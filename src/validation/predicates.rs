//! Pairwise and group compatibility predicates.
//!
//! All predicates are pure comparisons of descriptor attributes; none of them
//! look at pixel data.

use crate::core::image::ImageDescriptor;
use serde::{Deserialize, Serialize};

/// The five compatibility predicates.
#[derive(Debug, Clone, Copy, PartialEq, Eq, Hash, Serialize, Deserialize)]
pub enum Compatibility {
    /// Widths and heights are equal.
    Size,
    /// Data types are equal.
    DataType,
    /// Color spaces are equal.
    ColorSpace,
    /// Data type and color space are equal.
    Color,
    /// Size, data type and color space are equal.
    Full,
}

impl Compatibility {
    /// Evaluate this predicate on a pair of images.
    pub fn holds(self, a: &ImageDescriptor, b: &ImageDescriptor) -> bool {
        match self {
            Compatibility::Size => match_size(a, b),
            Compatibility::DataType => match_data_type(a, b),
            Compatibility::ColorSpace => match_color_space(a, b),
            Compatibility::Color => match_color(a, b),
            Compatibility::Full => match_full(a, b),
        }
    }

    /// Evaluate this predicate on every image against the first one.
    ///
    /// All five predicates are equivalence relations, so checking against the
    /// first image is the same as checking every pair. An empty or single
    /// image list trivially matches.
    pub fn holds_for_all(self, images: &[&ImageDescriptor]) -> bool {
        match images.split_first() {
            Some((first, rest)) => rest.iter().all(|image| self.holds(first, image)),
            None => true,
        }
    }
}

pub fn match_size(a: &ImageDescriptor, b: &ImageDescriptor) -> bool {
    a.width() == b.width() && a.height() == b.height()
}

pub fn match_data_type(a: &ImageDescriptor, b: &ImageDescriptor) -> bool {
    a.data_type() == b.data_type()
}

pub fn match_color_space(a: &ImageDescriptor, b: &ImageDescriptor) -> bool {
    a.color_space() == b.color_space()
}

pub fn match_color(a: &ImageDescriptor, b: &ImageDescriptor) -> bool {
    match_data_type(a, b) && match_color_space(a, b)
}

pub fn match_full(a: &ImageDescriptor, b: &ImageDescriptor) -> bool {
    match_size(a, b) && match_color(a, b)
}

────────

**TASK DETAILS:** Each line of the data must be returned exactly.

**TASK RESPONSE:**
filename src/validation/predicates.rs
//! Pairwise and group compatibility predicates.
//!
//! All predicates are pure comparisons of descriptor attributes; none of them
//! look at pixel data.

use crate::core::image::ImageDescriptor;
use serde::{Deserialize, Serialize};

/// The five compatibility predicates.
#[derive(Debug, Clone, Copy, PartialEq, Eq, Hash, Serialize, Deserialize)]
pub enum Compatibility {
    /// Widths and heights are equal.
    Size,
    /// Data types are equal.
    DataType,
    /// Color spaces are equal.
    ColorSpace,
    /// Data type and color space are equal.
    Color,
    /// Size, data type and color space are equal.
    Full,
}

impl Compatibility {
    /// Evaluate this predicate on a pair of images.
    pub fn holds(self, a: &ImageDescriptor, b: &ImageDescriptor) -> bool {
        match self {
            Compatibility::Size => match_size(a, b),
            Compatibility::DataType => match_data_type(a, b),
            Compatibility::ColorSpace => match_color_space(a, b),
            Compatibility::Color => match_color(a, b),
            Compatibility::Full => match_full(a, b),
        }
    }

    /// Evaluate this predicate on every image against the first one.
    ///
    /// All five predicates are equivalence relations, so checking against the
    /// first image is the same as checking every pair. An empty or single
    /// image list trivially matches.
    pub fn holds_for_all(self, images: &[&ImageDescriptor]) -> bool {
        match images.split_first() {
            Some((first, rest)) => rest.iter().all(|image| self.holds(first, image)),
            None => true,
        }
    }
}

pub fn match_size(a: &ImageDescriptor, b: &ImageDescriptor) -> bool {
    a.width() == b.width() && a.height() == b.height()
}

pub fn match_data_type(a: &ImageDescriptor, b: &ImageDescriptor) -> bool {
    a.data_type() == b.data_type()
}

pub fn match_color_space(a: &ImageDescriptor, b: &ImageDescriptor) -> bool {
    a.color_space() == b.color_space()
}

pub fn match_color(a: &ImageDescriptor, b: &ImageDescriptor) -> bool {
    match_data_type(a, b) && match_color_space(a, b)
}

pub fn match_full(a: &ImageDescriptor, b: &ImageDescriptor) -> bool {
    match_size(a, b) && match_color(a, b)
}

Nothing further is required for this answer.